Ideally, a full factorial sample would be performed with m samples taken in each of d input dimensions. Then, the integrals in the Sobol’ formulas can easily be calculated given the md samples. For example, when calculating the numerator in Eq. 2, we calculate the inner expectation term m times, each time averaging over the remaining md-1 points in the other dimensions. We calculate: E(Y|Xi = xi) for each of the m points in dimension i, then take the variance of m expected values to obtain the numerator for the main effects indices. The total effects indices are calculated in a similar manner.

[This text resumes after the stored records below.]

/*!
    small logic blocks for the application cycle, like found in PLC libraries

    Every block is a plain state machine stepped by the caller, usually once per cycle, with the current time when it matters. None of them spawns a task or arms a timer.
*/

use std::time::{Duration, Instant};
use log::debug;


/// detects a transition of a boolean from false to true
#[derive(Copy, Clone, Debug, Default)]
pub struct RisingEdge {
    last: bool,
}
impl RisingEdge {
    pub fn new() -> Self   {Self::default()}
    /// give the current value, returns true if it was false at the previous run
    pub fn run(&mut self, value: bool) -> bool {
        let edge = ! self.last && value;
        self.last = value;
        edge
    }
}

/// detects a transition of a boolean from true to false
#[derive(Copy, Clone, Debug, Default)]
pub struct FallingEdge {
    last: bool,
}
impl FallingEdge {
    pub fn new() -> Self   {Self::default()}
    /// give the current value, returns true if it was true at the previous run
    pub fn run(&mut self, value: bool) -> bool {
        let edge = self.last && ! value;
        self.last = value;
        edge
    }
}


/**
    detects a given number of clicks, each one closer than `window` to the previous one

    ```
    use std::time::{Duration, Instant};
    use etherplc::plc::MultiClick;

    let start = Instant::now();
    let mut double = MultiClick::new(2, Duration::from_millis(300));
    double.click(start);
    double.click(start + Duration::from_millis(200));
    assert!(double.tick(start + Duration::from_millis(210)));
    assert!(! double.tick(start + Duration::from_millis(220)));
    ```
*/
#[derive(Copy, Clone, Debug)]
pub struct MultiClick {
    count: u8,
    window: Duration,
    state: ClickState,
    /// the count was reached and not yet reported by [Self::tick]
    clicked: bool,
}
#[derive(Copy, Clone, Debug, Eq, PartialEq)]
enum ClickState {
    Idle,
    Partial {clicks: u8, last: Instant},
}
impl MultiClick {
    pub fn new(count: u8, window: Duration) -> Self {
        Self {
            count: count.max(1),
            window,
            state: ClickState::Idle,
            clicked: false,
        }
    }
    /// register a click
    pub fn click(&mut self, now: Instant) {
        let clicks = match self.state {
            ClickState::Partial {clicks, last} if now.saturating_duration_since(last) <= self.window => clicks + 1,
            _ => 1,
        };
        if clicks >= self.count {
            debug!("{} clicks reached", clicks);
            self.clicked = true;
            self.state = ClickState::Idle;
        }
        else {
            self.state = ClickState::Partial {clicks, last: now};
        }
    }
    /// returns true once after the click count was reached, and forgets clicks older than the window
    pub fn tick(&mut self, now: Instant) -> bool {
        if let ClickState::Partial {last, ..} = self.state {
            if now.saturating_duration_since(last) > self.window {
                self.state = ClickState::Idle;
            }
        }
        core::mem::take(&mut self.clicked)
    }
    /// number of clicks registered in the current series
    pub fn clicks(&self) -> u8 {
        match self.state {
            ClickState::Idle => 0,
            ClickState::Partial {clicks, ..} => clicks,
        }
    }
}


/// automatic mode, with temporary manual periods that expire by themselves
#[derive(Copy, Clone, Debug)]
pub struct AutoManual {
    default_duration: Duration,
    /// end of the manual period, if any
    manual: Option<Instant>,
}
impl AutoManual {
    /// starts in automatic mode, `default_duration` is the manual period when none is given
    pub fn new(default_duration: Duration) -> Self {
        Self {default_duration, manual: None}
    }
    /**
        switch to manual mode for the given duration, or the default one

        Returns false and does nothing if already in manual mode.
    */
    pub fn start_manual(&mut self, now: Instant, duration: Option<Duration>) -> bool {
        if self.manual.is_some()
            {return false}
        let duration = duration.unwrap_or(self.default_duration);
        debug!("manual mode for {:?}", duration);
        self.manual = Some(now + duration);
        true
    }
    /// return to automatic mode immediately
    pub fn cancel_manual(&mut self) {
        self.manual = None;
    }
    /// return to automatic mode if the manual period is over
    pub fn tick(&mut self, now: Instant) {
        if self.manual.is_some_and(|end| now >= end) {
            debug!("manual mode expired");
            self.manual = None;
        }
    }
    pub fn is_automatic(&self) -> bool   {self.manual.is_none()}
    pub fn is_manual(&self) -> bool   {self.manual.is_some()}
}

The full factorial approach requires md samples, which may not be practical when each sample is an evaluation of a computationally costly function. Saltelli et al. [34] developed an approach that uses fewer samples: (2+d)m samples. In Section 7, we discuss results obtained using a recent formulation [37] for the (2+d)m samples, which has been improved to remove bias and better capture interaction effects. The actual formulas are described in a report by Weirs et al. [38].
Finally, these sensitivity indices may be calculated when stochastic expansion methods such as polynomial chaos or stochastic collocation are used to propagate the uncertainty from inputs to outputs. When using stochastic expansion methods, the sensitivity indices Si and Ti can be calculated as analytic functions of the coefficients of the expansion. This is an efficient property, since one does not have to take additional samples beyond those used to construct the expansion initially. Formulations of the sensitivity indices based on polynomial chaos are derived by Sudret [39]; the sensitivity indices based on stochastic collocation are derived by Tang et al. [40]. We present the results of variance-based decomposition using polynomial chaos in Section 7.